Lam was legally represented before the Board and also before the Appeals Committee of the Senate, which dismissed his appeal from the Board’s decision. Lam then made an application to the Vice-Chancellor seeking his recommendation to the University Senate that the adverse finding against him be quashed on the basis of fresh alibi evidence. The Vice-Chancellor declined to make this recommendation and it was this decision that Lam challenged in the courts on the basis of denial of natural justice. Gleeson CJ noted that by the time the matter had come to the Vice-Chancellor, there had already been a full hearing involving oral evidence and argument before the Board and a full appeal conducted on the basis of written submissions before the Appeals Committee. There was no adequate explanation as to why the alibi evidence had not been presented at those times. Essentially, the Vice-Chancellor was being asked to exercise a discretion in favour of the student. The New South Wales Court of Appeal held that given the background of the matter, the nature of the function he was exercising and the grounds on which he was being asked to intervene, it had not been shown that the Vice-Chancellor had departed from the requirements of procedural fairness, and so the appeal was dismissed.
Simjanoski v La Trobe University arose because coordinators in a maths and an engineering subject alleged that several students had access to the solutions papers for the exams. This allegation was based on the students’ examination answers and their past performances in the subjects and was supported by the fact that the students had reproduced the errors from the solutions paper. The chief examiner wrote to each of the students and invited them to respond to an allegation of academic misconduct. The students provided written responses and the matter was referred to the Academic Misconduct Committee of the Faculty of Science, Technology and Engineering as required by the University regulations on student discipline and misconduct. That Committee found that the students had committed an act of academic misconduct and each was given a zero grade for each subject and excluded from the University for a period of time. When the students’ internal appeal was heard and dismissed by the Reserve Proctorial Board, the students commenced proceedings in the Supreme Court of Victoria seeking judicial review of the decisions of the Committee and the Board.

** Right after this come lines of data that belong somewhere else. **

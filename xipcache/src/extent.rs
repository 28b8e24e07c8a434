// Copyright 2025 xipcache Project Authors
//
// Licensed under the Apache License, Version 2.0 (the "License");
// you may not use this file except in compliance with the License.
// You may obtain a copy of the License at
//
//     http://www.apache.org/licenses/LICENSE-2.0
//
// Unless required by applicable law or agreed to in writing, software
// distributed under the License is distributed on an "AS IS" BASIS,
// WITHOUT WARRANTIES OR CONDITIONS OF ANY KIND, either express or implied.
// See the License for the specific language governing permissions and
// limitations under the License.

//! Per-file index of cached logical byte ranges.

use std::collections::{BTreeMap, BTreeSet};

use xipcache_common::{bits, strict_assert};

use crate::request::ConsumerId;

/// A cached logical byte range `[offset, offset + length)` of one file.
#[derive(Debug, Clone, PartialEq, Eq)]
pub struct Extent {
    /// Logical start, aligned to the mapping unit.
    pub offset: u64,
    /// Length, aligned to the mapping unit.
    pub length: u64,
    /// Whether the extent may hold data newer than the backing store.
    pub dirty: bool,
    /// Physical base of the range in the backing store layout, if known.
    pub physical_offset: Option<u64>,
    /// Consumers that map the extent.
    pub regions: BTreeSet<ConsumerId>,
    /// Touched since the last eviction sweep.
    pub active: bool,
    /// Live requests pinning the extent.
    pub in_flight: usize,
}

impl Extent {
    fn new(offset: u64, length: u64, physical_offset: Option<u64>) -> Self {
        Self {
            offset,
            length,
            dirty: true,
            physical_offset,
            regions: BTreeSet::new(),
            active: true,
            in_flight: 0,
        }
    }

    /// Exclusive end of the range.
    pub fn end(&self) -> u64 {
        self.offset + self.length
    }

    /// Whether `offset` lies in the range.
    pub fn contains(&self, offset: u64) -> bool {
        self.offset <= offset && offset < self.end()
    }

    /// Whether eviction may pick the extent.
    pub fn is_reclaimable(&self) -> bool {
        !self.active && self.in_flight == 0
    }
}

Balmford J concentrated on whether the students’ claims of lack of procedural fairness had been proven on the facts. Counsel for the student plaintiffs first argued that the Board’s role was purely judicial and that it was improper for it to take on an inquisitorial role and treat the chief examiners as mere witnesses instead of prosecutors. Secondly, it was argued that the presence on the Board of an expert in mathematics was inappropriate. Thirdly, the decision was challenged on the ground of apprehended bias as a member of the Board and a person who was giving evidence obtained coffee together and engaged in conversation during a break in the hearing. The Supreme Court found against the students on all these arguments. Her Honour noted that, according to the relevant University regulations, the Board could follow any procedure it considered appropriate, and found that it had acted fairly to all parties in the manner in which it had dealt with the claims, that its fairness was not compromised by the presence of an expert on the disciplinary tribunal, and that no imputation of bias could be drawn in the circumstances by the ‘fair minded lay observer’. Accordingly, the students’ application for review was dismissed. Leave to appeal was refused by the Court of Appeal.